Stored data
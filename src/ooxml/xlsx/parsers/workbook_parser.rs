//! Parser for Excel workbook.xml files.
//!
//! This module extracts the ordered sheet list from the main workbook part.
//! Sheet order in `<sheets>` is the tab order shown by Excel, which is what
//! "first worksheet" refers to.

use quick_xml::Reader;
use quick_xml::events::Event;

use crate::common::{Error, Result};
use crate::ooxml::xlsx::worksheet::WorksheetInfo;
use crate::ooxml::xml::attr_value;

/// Parse workbook.xml content to extract sheet information in tab order.
pub fn parse_workbook_xml(content: &str) -> Result<Vec<WorksheetInfo>> {
    let mut reader = Reader::from_str(content);
    let mut sheets = Vec::new();
    let mut in_sheets = false;

    loop {
        match reader.read_event()? {
            Event::Start(ref e) if e.local_name().as_ref() == b"sheets" => in_sheets = true,
            Event::End(ref e) if e.local_name().as_ref() == b"sheets" => in_sheets = false,
            Event::Start(ref e) | Event::Empty(ref e)
                if in_sheets && e.local_name().as_ref() == b"sheet" =>
            {
                sheets.push(parse_sheet_element(e)?);
            },
            Event::Eof => break,
            _ => {},
        }
    }

    Ok(sheets)
}

/// Parse a single `<sheet>` element.
fn parse_sheet_element(e: &quick_xml::events::BytesStart<'_>) -> Result<WorksheetInfo> {
    let mut name = None;
    let mut relationship_id = None;
    let mut sheet_id = None;

    for attr in e.attributes() {
        let attr = attr?;
        // r:id is namespaced; name and sheetId are not
        match (attr.key.prefix().is_some(), attr.key.local_name().as_ref()) {
            (false, b"name") => name = Some(attr_value(&attr)?),
            (false, b"sheetId") => {
                let value = attr_value(&attr)?;
                sheet_id = Some(value.parse::<u32>().map_err(|_| {
                    Error::InvalidFormat(format!("Invalid sheetId '{}' in workbook.xml", value))
                })?);
            },
            (true, b"id") => relationship_id = Some(attr_value(&attr)?),
            _ => {},
        }
    }

    match (name, relationship_id, sheet_id) {
        (Some(name), Some(relationship_id), Some(sheet_id)) => Ok(WorksheetInfo {
            name,
            relationship_id,
            sheet_id,
        }),
        _ => Err(Error::InvalidFormat(
            "Sheet entry in workbook.xml is missing name, sheetId or r:id".to_string(),
        )),
    }
}
//! XML parsing modules for Excel files.
//!
//! This module contains specialized parsers for different XML files
//! within an Excel workbook (.xlsx).

pub mod workbook_parser;
pub mod worksheet_parser;
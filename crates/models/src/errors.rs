use thiserror::Error;

#[derive(Debug, Error)]
pub enum ModelError {
    #[error("database error: {0}")]
    Db(String),
}

impl From<sea_orm::DbErr> for ModelError {
    fn from(e: sea_orm::DbErr) -> Self { ModelError::Db(e.to_string()) }
}
use std::sync::Arc;

use common::audit::{category, AuditLevel, AuditLog, TracingAuditLog};
use tracing::error;

use crate::outcome::ServiceResult;

/// Writes operation outcomes to the audit sink under `"<Action> - <Level>"`.
#[derive(Clone)]
pub struct Auditor {
    sink: Arc<dyn AuditLog>,
}

impl Default for Auditor {
    fn default() -> Self { Self::new(Arc::new(TracingAuditLog)) }
}

impl Auditor {
    pub fn new(sink: Arc<dyn AuditLog>) -> Self { Self { sink } }

    pub fn access(&self, action: &str, message: &str) { self.emit(action, AuditLevel::Access, message) }

    pub fn success(&self, action: &str, message: &str) { self.emit(action, AuditLevel::Success, message) }

    pub fn warning(&self, action: &str, message: &str) { self.emit(action, AuditLevel::Warning, message) }

    /// Record a failed result; passes the result through unchanged.
    pub fn settle<T>(&self, action: &str, res: ServiceResult<T>) -> ServiceResult<T> {
        if let Err(e) = &res {
            error!(action, error = %e, "operation failed");
            self.emit(action, AuditLevel::Error, &e.to_string());
        }
        res
    }

    fn emit(&self, action: &str, level: AuditLevel, message: &str) {
        self.sink.record(&category(action, level), message);
    }
}
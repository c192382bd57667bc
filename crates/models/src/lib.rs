//! SeaORM entities for authors and books, plus connection helpers.

pub mod errors;
pub mod db;
pub mod author;
pub mod book;

#[cfg(test)]
mod tests;
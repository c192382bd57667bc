use std::sync::Arc;

use axum::Router;
use common::{
    audit::{AuditLog, FileAuditLog, NoopAuditLog, TracingAuditLog},
    utils::logging::{init_logging_default, init_logging_json},
};
use configs::{AppConfig, AuditConfig};
use dotenvy::dotenv;
use migration::MigratorTrait;
use models::db::{connect_with_config, DatabaseConfig};
use sea_orm::DatabaseConnection;
use tower_http::cors::CorsLayer;
use tracing::{info, warn};

use crate::errors::StartupError;
use crate::routes::{self, ServerState};

/// Initialize logging via shared common utils; `LOG_FORMAT=json` selects JSON output
pub fn init_logging() {
    match std::env::var("LOG_FORMAT").as_deref() {
        Ok("json") => init_logging_json(),
        _ => init_logging_default(),
    }
}

fn build_cors() -> CorsLayer {
    CorsLayer::very_permissive()
}

/// Config file when present, environment variables otherwise.
pub fn load_config() -> anyhow::Result<AppConfig> {
    configs::load_or_env()
}

/// Open the pool and bring the schema up to date when configured to.
pub async fn connect_database(cfg: &configs::DatabaseConfig) -> Result<DatabaseConnection, StartupError> {
    if let Some(file) = common::env::sqlite_file_of(&cfg.url) {
        common::env::ensure_parent_dir(file).await?;
    }
    let db = connect_with_config(&DatabaseConfig::from(cfg))
        .await
        .map_err(|e| StartupError::Database(e.to_string()))?;
    if cfg.auto_migrate {
        migration::Migrator::up(&db, None)
            .await
            .map_err(|e| StartupError::Database(format!("migrate up: {e}")))?;
        info!("migrations applied");
    }
    Ok(db)
}

pub async fn build_audit_log(cfg: &AuditConfig) -> Result<Arc<dyn AuditLog>, StartupError> {
    if !cfg.enabled {
        return Ok(Arc::new(NoopAuditLog));
    }
    match cfg.file.as_deref() {
        Some(path) => {
            common::env::ensure_parent_dir(path).await?;
            let log = FileAuditLog::open(path).await.map_err(|e| StartupError::Audit(format!("{path}: {e}")))?;
            info!(path, "audit log file opened");
            Ok(Arc::new(log))
        }
        None => Ok(Arc::new(TracingAuditLog)),
    }
}

async fn shutdown_signal() {
    if let Err(e) = tokio::signal::ctrl_c().await {
        warn!(error = %e, "cannot listen for Ctrl+C");
        std::future::pending::<()>().await;
    }
    info!("shutdown signal received");
}

/// Public entry: build the app and run the HTTP server until Ctrl+C
pub async fn run() -> anyhow::Result<()> {
    dotenv().ok();
    init_logging();

    let cfg = load_config()?;
    let db = connect_database(&cfg.database).await?;
    let audit = build_audit_log(&cfg.audit).await?;
    let state = ServerState::new(db, audit);

    let app: Router = routes::build_router(state, build_cors());

    let addr = format!("{}:{}", cfg.server.host, cfg.server.port);
    let listener = tokio::net::TcpListener::bind(&addr)
        .await
        .map_err(|e| StartupError::InvalidConfig(format!("bind {addr}: {e}")))?;
    info!(%addr, "starting author/book api");
    axum::serve(listener, app)
        .with_graceful_shutdown(shutdown_signal())
        .await?;
    Ok(())
}
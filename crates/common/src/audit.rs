//! Append-only audit trail of service operations.
//!
//! Every entry is a short category label (`"Find Author - Warning"`) plus a
//! free-text message. Recording never fails or blocks the caller: sinks that
//! can hit I/O errors report them through `tracing` and carry on.

use std::path::{Path, PathBuf};
use std::sync::Mutex;

use chrono::Local;
use tokio::fs::{File, OpenOptions};
use tokio::io::AsyncWriteExt;
use tokio::sync::{mpsc, oneshot};
use tracing::{info, warn};

/// Severity part of an audit category.
#[derive(Clone, Copy, Debug, PartialEq, Eq)]
pub enum AuditLevel {
    Access,
    Success,
    Warning,
    Error,
}

impl AuditLevel {
    pub fn as_str(&self) -> &'static str {
        match self {
            AuditLevel::Access => "Access",
            AuditLevel::Success => "Success",
            AuditLevel::Warning => "Warning",
            AuditLevel::Error => "Error",
        }
    }
}

/// Build the `"<Action> - <Level>"` category label.
pub fn category(action: &str, level: AuditLevel) -> String {
    format!("{} - {}", action, level.as_str())
}

/// Sink for audit entries.
pub trait AuditLog: Send + Sync {
    fn record(&self, category: &str, message: &str);
}

/// Emits entries as `tracing` events on the `audit` target.
#[derive(Clone, Copy, Debug, Default)]
pub struct TracingAuditLog;

impl AuditLog for TracingAuditLog {
    fn record(&self, category: &str, message: &str) {
        info!(target: "audit", %category, "{}", message);
    }
}

/// Discards every entry.
#[derive(Clone, Copy, Debug, Default)]
pub struct NoopAuditLog;

impl AuditLog for NoopAuditLog {
    fn record(&self, _category: &str, _message: &str) {}
}

enum FileWrite {
    Line(String),
    Flush(oneshot::Sender<()>),
}

/// Appends one timestamped line per entry to a text file. Lines are handed to a
/// writer task so `record` never blocks the caller on file I/O.
pub struct FileAuditLog {
    tx: mpsc::UnboundedSender<FileWrite>,
}

impl FileAuditLog {
    /// Open (or create) the file for appending and start its writer task.
    /// Must be called inside a tokio runtime.
    pub async fn open<P: AsRef<Path>>(path: P) -> std::io::Result<Self> {
        let path = path.as_ref().to_path_buf();
        let file = OpenOptions::new().create(true).append(true).open(&path).await?;
        let (tx, rx) = mpsc::unbounded_channel();
        tokio::spawn(write_lines(path, file, rx));
        Ok(Self { tx })
    }

    /// Resolves once every line recorded so far has reached the file.
    pub async fn flush(&self) {
        let (done, wait) = oneshot::channel();
        if self.tx.send(FileWrite::Flush(done)).is_ok() {
            let _ = wait.await;
        }
    }
}

async fn write_lines(path: PathBuf, mut file: File, mut rx: mpsc::UnboundedReceiver<FileWrite>) {
    while let Some(msg) = rx.recv().await {
        match msg {
            FileWrite::Line(line) => {
                if let Err(e) = file.write_all(line.as_bytes()).await {
                    warn!(path = %path.display(), error = %e, "audit log write failed");
                }
            }
            FileWrite::Flush(done) => {
                if let Err(e) = file.flush().await {
                    warn!(path = %path.display(), error = %e, "audit log flush failed");
                }
                let _ = done.send(());
            }
        }
    }
}

impl AuditLog for FileAuditLog {
    fn record(&self, category: &str, message: &str) {
        let line = format!(
            "[{}] [{}] {}\n",
            Local::now().format("%Y-%m-%d %H:%M:%S"),
            category,
            message
        );
        if self.tx.send(FileWrite::Line(line)).is_err() {
            warn!(%category, "audit writer stopped; entry dropped");
        }
    }
}

/// In-memory sink for tests and doc examples
pub mod memory {
    use super::*;

    #[derive(Default)]
    pub struct MemoryAuditLog {
        entries: Mutex<Vec<(String, String)>>,
    }

    impl MemoryAuditLog {
        pub fn entries(&self) -> Vec<(String, String)> {
            match self.entries.lock() {
                Ok(e) => e.clone(),
                Err(poisoned) => poisoned.into_inner().clone(),
            }
        }

        pub fn categories(&self) -> Vec<String> {
            self.entries().into_iter().map(|(c, _)| c).collect()
        }

        pub fn contains(&self, category: &str) -> bool {
            self.entries().iter().any(|(c, _)| c == category)
        }
    }

    impl AuditLog for MemoryAuditLog {
        fn record(&self, category: &str, message: &str) {
            let mut entries = match self.entries.lock() {
                Ok(e) => e,
                Err(poisoned) => poisoned.into_inner(),
            };
            entries.push((category.to_string(), message.to_string()));
        }
    }
}
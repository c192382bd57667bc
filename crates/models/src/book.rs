use sea_orm::{entity::prelude::*, NotSet, QueryOrder, Set};
use serde::{Deserialize, Serialize};

use crate::{author, errors};

#[derive(Clone, Debug, PartialEq, Eq, DeriveEntityModel, Serialize, Deserialize)]
#[sea_orm(table_name = "book")]
#[serde(rename_all = "camelCase")]
pub struct Model {
    #[sea_orm(primary_key)]
    pub id: i32,
    pub title: String,
    #[sea_orm(column_name = "type")]
    #[serde(rename = "type")]
    pub kind: String,
    /// Null once the owning author has been deleted.
    pub author_id: Option<i32>,
}

#[derive(Copy, Clone, Debug, EnumIter)]
pub enum Relation {
    Author,
}

impl RelationTrait for Relation {
    fn def(&self) -> RelationDef {
        match self {
            Relation::Author => Entity::belongs_to(author::Entity)
                .from(Column::AuthorId)
                .to(author::Column::Id)
                .into(),
        }
    }
}

impl Related<author::Entity> for Entity {
    fn to() -> RelationDef { Relation::Author.def() }
}

impl ActiveModelBehavior for ActiveModel {}

/// Book row with its author relation resolved.
#[derive(Clone, Debug, PartialEq, Eq, Serialize, Deserialize)]
#[serde(rename_all = "camelCase")]
pub struct BookWithAuthor {
    pub id: i32,
    pub title: String,
    #[serde(rename = "type")]
    pub kind: String,
    pub author: Option<author::Model>,
}

impl From<(Model, Option<author::Model>)> for BookWithAuthor {
    fn from((book, author): (Model, Option<author::Model>)) -> Self {
        Self { id: book.id, title: book.title, kind: book.kind, author }
    }
}

pub async fn create<C: ConnectionTrait>(db: &C, title: &str, kind: &str, author_id: i32) -> Result<Model, errors::ModelError> {
    let am = ActiveModel {
        id: NotSet,
        title: Set(title.to_string()),
        kind: Set(kind.to_string()),
        author_id: Set(Some(author_id)),
    };
    am.insert(db).await.map_err(|e| errors::ModelError::Db(e.to_string()))
}

pub async fn find<C: ConnectionTrait>(db: &C, id: i32) -> Result<Option<Model>, errors::ModelError> {
    Entity::find_by_id(id).one(db).await.map_err(|e| errors::ModelError::Db(e.to_string()))
}

pub async fn find_with_author<C: ConnectionTrait>(db: &C, id: i32) -> Result<Option<BookWithAuthor>, errors::ModelError> {
    let row = Entity::find_by_id(id)
        .find_also_related(author::Entity)
        .one(db)
        .await
        .map_err(|e| errors::ModelError::Db(e.to_string()))?;
    Ok(row.map(BookWithAuthor::from))
}

/// Every book with its author, ordered by id.
pub async fn list_with_author<C: ConnectionTrait>(db: &C) -> Result<Vec<BookWithAuthor>, errors::ModelError> {
    let rows = Entity::find()
        .find_also_related(author::Entity)
        .order_by_asc(Column::Id)
        .all(db)
        .await
        .map_err(|e| errors::ModelError::Db(e.to_string()))?;
    Ok(rows.into_iter().map(BookWithAuthor::from).collect())
}

pub async fn list_by_author<C: ConnectionTrait>(db: &C, author_id: i32) -> Result<Vec<BookWithAuthor>, errors::ModelError> {
    let rows = Entity::find()
        .filter(Column::AuthorId.eq(author_id))
        .find_also_related(author::Entity)
        .order_by_asc(Column::Id)
        .all(db)
        .await
        .map_err(|e| errors::ModelError::Db(e.to_string()))?;
    Ok(rows.into_iter().map(BookWithAuthor::from).collect())
}

pub async fn update<C: ConnectionTrait>(db: &C, found: Model, title: &str, kind: &str, author_id: i32) -> Result<Model, errors::ModelError> {
    let mut am: ActiveModel = found.into();
    am.title = Set(title.to_string());
    am.kind = Set(kind.to_string());
    am.author_id = Set(Some(author_id));
    am.update(db).await.map_err(|e| errors::ModelError::Db(e.to_string()))
}

pub async fn delete<C: ConnectionTrait>(db: &C, id: i32) -> Result<u64, errors::ModelError> {
    let res = Entity::delete_by_id(id).exec(db).await.map_err(|e| errors::ModelError::Db(e.to_string()))?;
    Ok(res.rows_affected)
}
//! Uniform response wrapper returned to callers for every operation.
//!
//! Absence keeps `success = true` with an empty payload; only unexpected
//! failures flip `success` to false.

use serde::{Deserialize, Serialize};

use crate::outcome::{Outcome, ServiceResult};

#[derive(Debug, Clone, PartialEq, Serialize, Deserialize)]
pub struct Envelope<T> {
    pub data: Option<T>,
    pub message: String,
    pub success: bool,
}

impl<T> Default for Envelope<T> {
    fn default() -> Self {
        Self { data: None, message: String::new(), success: true }
    }
}

impl<T> From<Outcome<T>> for Envelope<T> {
    fn from(outcome: Outcome<T>) -> Self {
        match outcome {
            Outcome::Found { data, message } => Self { data: Some(data), message, success: true },
            Outcome::Absent { message } => Self { data: None, message, success: true },
        }
    }
}

impl<T> From<ServiceResult<T>> for Envelope<T> {
    fn from(res: ServiceResult<T>) -> Self {
        match res {
            Ok(outcome) => outcome.into(),
            Err(e) => Self { data: None, message: e.to_string(), success: false },
        }
    }
}

#[cfg(test)]
mod tests {
    use super::*;
    use crate::errors::ServiceError;

    #[test]
    fn found_carries_payload() {
        let env: Envelope<i32> = Ok(Outcome::found(7, "Author located!")).into();
        assert_eq!(env, Envelope { data: Some(7), message: "Author located!".into(), success: true });
    }

    #[test]
    fn absent_is_still_successful() {
        let env: Envelope<i32> = Ok(Outcome::absent("No record found!")).into();
        assert!(env.success);
        assert!(env.data.is_none());
        assert_eq!(env.message, "No record found!");
    }

    #[test]
    fn failure_uses_error_text() {
        let env: Envelope<i32> = Err(ServiceError::Db("pool timed out".into())).into();
        assert!(!env.success);
        assert!(env.data.is_none());
        assert_eq!(env.message, "database error: pool timed out");
    }

    #[test]
    fn serializes_null_payload() -> anyhow::Result<()> {
        let env: Envelope<Vec<i32>> = Envelope { message: "No author found!".into(), ..Default::default() };
        let json = serde_json::to_value(&env)?;
        assert_eq!(json, serde_json::json!({"data": null, "message": "No author found!", "success": true}));
        Ok(())
    }
}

[Your task]: Which lines above hold the string "events"? Copy every one of them.

[Problem solution]:
use quick_xml::events::Event;
fn parse_sheet_element(e: &quick_xml::events::BytesStart<'_>) -> Result<WorksheetInfo> {
/// Emits entries as `tracing` events on the `audit` target.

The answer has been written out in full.